There was no mistaking him. The crooked smile, the eyes that carry a hint of mischief, the hair graying, Clooney-like, at the temples. And the voice. “He’s got that voice,” second-year guard Aaron Banks says. “It’s a great voice. He sounds like a video game.”

Late in the first quarter Sunday, Niners starter Trey Lance kept the ball on an option play and turned upfield. He was met almost immediately and definitely head-on by Seahawks linebacker Cody Barton, who delivered a hard hit to the twisting Lance, who went down awkwardly and was eventually carted off the field with a broken right ankle that will end his second NFL season before it really got started.

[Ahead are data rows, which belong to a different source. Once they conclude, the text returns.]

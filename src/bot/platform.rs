//! Serenity implementation of the starboard's chat platform.

use std::sync::Arc;

use serenity::{
    all::{ChannelId, Context, CreateAllowedMentions, CreateMessage, EditMessage, MessageId},
    async_trait,
    http::{Http, HttpError},
};

use crate::{
    error::platform::PlatformError,
    model::starboard::{self, OriginalMessage},
    service::starboard::platform::StarboardPlatform,
};

/// JSON error code Discord returns for a message that does not exist.
const UNKNOWN_MESSAGE_CODE: isize = 10008;

/// Chat platform backed by Discord's HTTP API.
pub struct SerenityPlatform {
    /// Discord HTTP client shared with the gateway client
    http: Arc<Http>,
    bot_user_id: u64,
}

impl SerenityPlatform {
    pub fn new(http: Arc<Http>, bot_user_id: u64) -> Self {
        Self { http, bot_user_id }
    }

    /// Builds a platform from an event context, reading the bot's own id from the cache.
    pub fn from_context(ctx: &Context) -> Self {
        let bot_user_id = ctx.cache.current_user().id.get();
        Self::new(ctx.http.clone(), bot_user_id)
    }
}

/// Reposts never ping the users or roles mentioned in the original message.
fn no_mentions() -> CreateAllowedMentions {
    CreateAllowedMentions::new()
}

/// Maps a Serenity error for an operation on one message.
///
/// Discord's "Unknown Message" response becomes `MessageNotFound`; everything else is kept
/// as an opaque Discord failure.
fn map_message_error(err: serenity::Error, channel_id: u64, message_id: u64) -> PlatformError {
    match &err {
        serenity::Error::Http(HttpError::UnsuccessfulRequest(response))
            if response.error.code == UNKNOWN_MESSAGE_CODE =>
        {
            PlatformError::MessageNotFound {
                channel_id,
                message_id,
            }
        }
        _ => PlatformError::from(err),
    }
}

#[async_trait]
impl StarboardPlatform for SerenityPlatform {
    fn bot_user_id(&self) -> u64 {
        self.bot_user_id
    }

    async fn reaction_count(
        &self,
        channel_id: u64,
        message_id: u64,
        emoji: &str,
    ) -> Result<u64, PlatformError> {
        let message = self
            .http
            .get_message(ChannelId::new(channel_id), MessageId::new(message_id))
            .await
            .map_err(|e| map_message_error(e, channel_id, message_id))?;

        Ok(starboard::reaction_count(&message, emoji))
    }

    async fn fetch_message(
        &self,
        guild_id: u64,
        channel_id: u64,
        message_id: u64,
    ) -> Result<OriginalMessage, PlatformError> {
        let message = self
            .http
            .get_message(ChannelId::new(channel_id), MessageId::new(message_id))
            .await
            .map_err(|e| map_message_error(e, channel_id, message_id))?;

        Ok(OriginalMessage::from_message(guild_id, &message))
    }

    async fn send_message(&self, channel_id: u64, content: String) -> Result<u64, PlatformError> {
        let message = CreateMessage::new()
            .content(content)
            .allowed_mentions(no_mentions());

        let sent = ChannelId::new(channel_id)
            .send_message(&self.http, message)
            .await?;

        Ok(sent.id.get())
    }

    async fn edit_message(
        &self,
        channel_id: u64,
        message_id: u64,
        content: String,
    ) -> Result<(), PlatformError> {
        let edit_message = EditMessage::new()
            .content(content)
            .allowed_mentions(no_mentions());

        self.http
            .edit_message(
                ChannelId::new(channel_id),
                MessageId::new(message_id),
                &edit_message,
                vec![],
            )
            .await
            .map_err(|e| map_message_error(e, channel_id, message_id))?;

        Ok(())
    }

    async fn delete_message(&self, channel_id: u64, message_id: u64) -> Result<(), PlatformError> {
        self.http
            .delete_message(ChannelId::new(channel_id), MessageId::new(message_id), None)
            .await
            .map_err(|e| map_message_error(e, channel_id, message_id))
    }
}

And so, roughly 73 game minutes into the season, Garoppolo’s strange journey to nowhere had ended. Here he was, snapping his chin strap onto his helmet, staring through his face mask and into the eyes of his teammates once again.

It all looked and felt so familiar. The 49ers beat the Seahawks 27-7 in the typically methodical Garoppolo style, and there he was afterward, attending to the customs of his craft: trading his helmet for a baseball cap, jogging across the field after another win, hugging the opposing quarterback.

It was almost like he never left.


How did the 49ers, and Garoppolo, get here? The alphas and omegas of this story tend to blur, but let’s begin at the end, or the beginning of the end, or what everybody expected would be the end. On Feb. 1, a few days after the 49ers lost to the Rams in the NFC Championship Game, Garoppolo said goodbye. He went on the platform of the moment — Zoom — and said, “I’ll miss you guys. Thank you guys again. Faithful, thank you very much for everything. It’s been crazy, man. Comebacks at Levi’s, comebacks on the road, ups and downs, it’s been a hell of a ride, guys. I love you guys. So. See ya.”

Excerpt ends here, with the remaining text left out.